((
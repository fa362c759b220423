// ABOUTME: Shape-tolerant discovery of catalog entries and their Summary fields.
// ABOUTME: Finds the item list inside an unknown envelope and maps each item to a Summary.

use serde_json::Value;
use tracing::{debug, trace};

use crate::candidates::{self, identifier, FieldPath, Scope, ScopedCandidates};
use crate::error::ExtractError;
use crate::image_utils::{ensure_poster, resolve_image};
use crate::models::Summary;
use crate::path_utils::normalize_path;

/// Fixed envelope locations checked, in order, for an item array.
const LIST_PATHS: &[FieldPath] = &[
    &["content"],
    &["items"],
    &["feed", "items"],
    &["feed", "data", "items"],
    &["page", "items"],
    &["page", "content", "items"],
    &["response", "items"],
];

/// Locations holding an array of sections, each of which may carry `items`.
const SECTION_PATHS: &[FieldPath] = &[&["sections"], &["feed", "sections"]];

/// Keys under which an item may nest its actual content object.
const CONTENT_KEYS: &[&str] = &["content", "program", "asset", "target", "item"];

const TITLE_FIELDS: &[(Scope, FieldPath)] = &[
    (Scope::Content, &["title"]),
    (Scope::Content, &["name"]),
    (Scope::Item, &["title"]),
    (Scope::Item, &["name"]),
];

const URL_FIELDS: &[(Scope, FieldPath)] = &[
    (Scope::Content, &["url"]),
    (Scope::Content, &["path"]),
    (Scope::Content, &["productPath"]),
    (Scope::Item, &["url"]),
    (Scope::Item, &["path"]),
];

const ID_FIELDS: &[(Scope, FieldPath)] = &[
    (Scope::Content, &["id"]),
    (Scope::Item, &["id"]),
    (Scope::Content, &["contentId"]),
    (Scope::Content, &["programId"]),
    (Scope::Content, &["uuid"]),
    (Scope::Content, &["slug"]),
];

/// Only `images` is resolved structurally; the others must hold a url string.
const IMAGE_FIELDS: &[(Scope, FieldPath)] = &[
    (Scope::Content, &["imageUrl"]),
    (Scope::Content, &["image_url"]),
    (Scope::Content, &["image", "url"]),
    (Scope::Content, &["image", "src"]),
    (Scope::Content, &["images"]),
    (Scope::Item, &["image", "url"]),
    (Scope::Item, &["image", "src"]),
    (Scope::Item, &["imageUrl"]),
    (Scope::Item, &["image_url"]),
];

/// Result of mapping a whole catalog envelope.
#[derive(Debug, Clone, Default, PartialEq)]
pub struct CatalogExtraction {
    pub summaries: Vec<Summary>,
    /// Number of raw entries found before unmappable ones were dropped.
    pub raw_count: usize,
}

impl CatalogExtraction {
    pub fn discarded(&self) -> usize {
        self.raw_count - self.summaries.len()
    }
}

/// Locates the list of entries inside an envelope of unknown shape.
///
/// Returns an empty slice when no candidate location holds an array.
pub fn discover_items(envelope: &Value) -> &[Value] {
    if let Value::Array(items) = envelope {
        return items;
    }

    if let Some(items) = LIST_PATHS
        .iter()
        .find_map(|path| candidates::array_at(envelope, path))
    {
        return items;
    }

    if let Some(feeds) = candidates::array_at(envelope, &["feeds"]) {
        for feed in feeds {
            for key in ["content", "items"] {
                if let Some(items) = candidates::array_at(feed, &[key]).filter(|a| !a.is_empty()) {
                    return items;
                }
            }
        }
    }

    SECTION_PATHS
        .iter()
        .filter_map(|path| candidates::array_at(envelope, path))
        .flatten()
        .find_map(|section| candidates::array_at(section, &["items"]).filter(|a| !a.is_empty()))
        .map(Vec::as_slice)
        .unwrap_or_default()
}

/// Runs list discovery and maps every entry, dropping those without a title or url.
pub fn extract_summaries(envelope: &Value) -> CatalogExtraction {
    let items = discover_items(envelope);
    debug!(raw_count = items.len(), "discovered catalog items");

    let summaries = items
        .iter()
        .enumerate()
        .filter_map(|(index, item)| match summary_from_item(item) {
            Ok(summary) => Some(summary),
            Err(reason) => {
                trace!(index, %reason, "dropping catalog item");
                None
            }
        })
        .collect();

    CatalogExtraction {
        summaries,
        raw_count: items.len(),
    }
}

/// The sub-object that actually carries an item's fields.
pub fn content_object(item: &Value) -> &Value {
    CONTENT_KEYS
        .iter()
        .find_map(|key| item.get(*key).filter(|v| v.is_object()))
        .unwrap_or(item)
}

/// Maps a single raw item to a Summary, reporting why it could not be mapped.
pub fn summary_from_item(item: &Value) -> Result<Summary, ExtractError> {
    if !item.is_object() {
        return Err(ExtractError::NotAnObject);
    }
    let content = content_object(item);

    let title = ScopedCandidates::new(TITLE_FIELDS)
        .first_str(content, item)
        .ok_or(ExtractError::MissingTitle)?;
    let url = ScopedCandidates::new(URL_FIELDS)
        .first_str(content, item)
        .map(normalize_path)
        .filter(|url| !url.is_empty())
        .ok_or(ExtractError::MissingUrl)?;

    let id = ScopedCandidates::new(ID_FIELDS)
        .first(content, item, identifier)
        .unwrap_or_else(|| url.clone());

    Ok(Summary {
        id,
        title: title.to_string(),
        url,
        image_url: item_image(content, item),
    })
}

fn item_image(content: &Value, item: &Value) -> Option<String> {
    ScopedCandidates::new(IMAGE_FIELDS)
        .first(content, item, |value| match value {
            Value::String(_) => candidates::non_empty_str(value).map(str::to_string),
            _ => resolve_image(value),
        })
        .map(|url| ensure_poster(&url))
}

#[cfg(test)]
mod tests {
    use super::*;
    use serde_json::json;

    #[test]
    fn test_discover_root_array() {
        let v = json!([{"title": "a"}]);
        assert_eq!(discover_items(&v).len(), 1);
    }

    #[test]
    fn test_discover_prefers_root_items_over_feed_items() {
        let v = json!({"items": [1], "feed": {"items": [1, 2]}});
        assert_eq!(discover_items(&v), &[json!(1)]);
    }

    #[test]
    fn test_discover_content_before_items() {
        let v = json!({"content": [], "items": [1]});
        assert!(discover_items(&v).is_empty());
    }

    #[test]
    fn test_discover_feeds_first_non_empty() {
        let v = json!({"feeds": [{"content": []}, {"items": [2]}, {"content": [3]}]});
        assert_eq!(discover_items(&v), &[json!(2)]);
    }

    #[test]
    fn test_discover_sections_first_non_empty() {
        let v = json!({"sections": [{"items": []}, {"title": "x"}, {"items": [5]}, {"items": [6]}]});
        assert_eq!(discover_items(&v), &[json!(5)]);

        let nested = json!({"feed": {"sections": [{"items": [7]}]}});
        assert_eq!(discover_items(&nested), &[json!(7)]);
    }

    #[test]
    fn test_discover_fixed_locations_in_order() {
        let cases = [
            (json!({"content": [1], "items": [2]}), 1),
            (json!({"items": [2], "feed": {"items": [3]}}), 2),
            (json!({"feed": {"items": [3], "data": {"items": [4]}}}), 3),
            (json!({"feed": {"data": {"items": [4]}}, "page": {"items": [5]}}), 4),
            (json!({"page": {"items": [5], "content": {"items": [6]}}}), 5),
            (json!({"page": {"content": {"items": [6]}}, "response": {"items": [7]}}), 6),
            (json!({"response": {"items": [7]}, "sections": [{"items": [8]}]}), 7),
        ];
        for (envelope, expected) in cases {
            assert_eq!(discover_items(&envelope), &[json!(expected)], "envelope: {envelope}");
        }
    }

    #[test]
    fn test_discover_nothing() {
        assert!(discover_items(&json!({"items": "nope"})).is_empty());
        assert!(discover_items(&json!("text")).is_empty());
        assert!(discover_items(&json!(null)).is_empty());
    }

    #[test]
    fn test_content_object_precedence() {
        let item = json!({"program": {"title": "P"}, "asset": {"title": "A"}, "content": "not-object"});
        assert_eq!(content_object(&item), &json!({"title": "P"}));
    }

    #[test]
    fn test_summary_drop_reasons() {
        assert_eq!(summary_from_item(&json!("x")), Err(ExtractError::NotAnObject));
        assert_eq!(summary_from_item(&json!({"url": "/a"})), Err(ExtractError::MissingTitle));
        assert_eq!(summary_from_item(&json!({"title": "A"})), Err(ExtractError::MissingUrl));
        assert_eq!(
            summary_from_item(&json!({"title": "A", "url": "/"})),
            Err(ExtractError::MissingUrl)
        );
    }

    #[test]
    fn test_summary_id_falls_back_to_url() {
        let summary = summary_from_item(&json!({"title": "A", "path": "/film/a"})).unwrap();
        assert_eq!(summary.id, "film/a");
    }

    #[test]
    fn test_summary_outer_item_fields() {
        let item = json!({
            "id": 99,
            "title": "Outer",
            "url": "https://play.example.com/film/outer",
            "content": {"slug": "inner-slug"},
            "image": {"src": "https://x/img?location=list"}
        });
        let summary = summary_from_item(&item).unwrap();
        assert_eq!(summary.id, "99");
        assert_eq!(summary.title, "Outer");
        assert_eq!(summary.url, "film/outer");
        assert_eq!(summary.image_url.as_deref(), Some("https://x/img?location=moviePoster"));
    }

    #[test]
    fn test_summary_structured_images() {
        let item = json!({
            "title": "A",
            "url": "a",
            "images": {"poster": [{"url": "outer-ignored"}]},
            "asset": {"images": {"default": {"href": "inner"}}}
        });
        let summary = summary_from_item(&item).unwrap();
        assert_eq!(summary.image_url.as_deref(), Some("inner"));
    }
}
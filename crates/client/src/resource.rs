// ABOUTME: Single GET request returning a decoded JSON body.
// ABOUTME: Maps non-success statuses, transport failures and invalid JSON to FetchError.

use std::collections::HashMap;

use serde_json::Value;
use tracing::{debug, warn};
use url::Url;

use crate::error::FetchError;

/// Issues one GET to `url` and decodes the body as JSON.
///
/// `context` names the operation in errors and log events.
pub async fn fetch_json(
    client: &reqwest::Client,
    url: &Url,
    headers: &HashMap<String, String>,
    context: &str,
) -> Result<Value, FetchError> {
    debug!(%url, context, "sending request");

    let mut request = client.get(url.clone()).header("accept", "application/json");
    for (key, value) in headers {
        request = request.header(key, value);
    }

    let response = request
        .send()
        .await
        .map_err(|e| FetchError::transport(context, e))?;

    let status = response.status();
    if !status.is_success() {
        warn!(%url, status = status.as_u16(), context, "non-success response");
        return Err(FetchError::http(status.as_u16(), context));
    }

    let body = response
        .bytes()
        .await
        .map_err(|e| FetchError::transport(context, e))?;

    serde_json::from_slice(&body).map_err(|e| FetchError::decode(context, e))
}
))
* WHAT YOU SHOULD DO
Your task is to return each line of the data above that contains the string "asset".

* PROBLEM SOLUTION
const CONTENT_KEYS: &[&str] = &["content", "program", "asset", "target", "item"];
        let item = json!({"program": {"title": "P"}, "asset": {"title": "A"}, "content": "not-object"});
            "asset": {"images": {"default": {"href": "inner"}}}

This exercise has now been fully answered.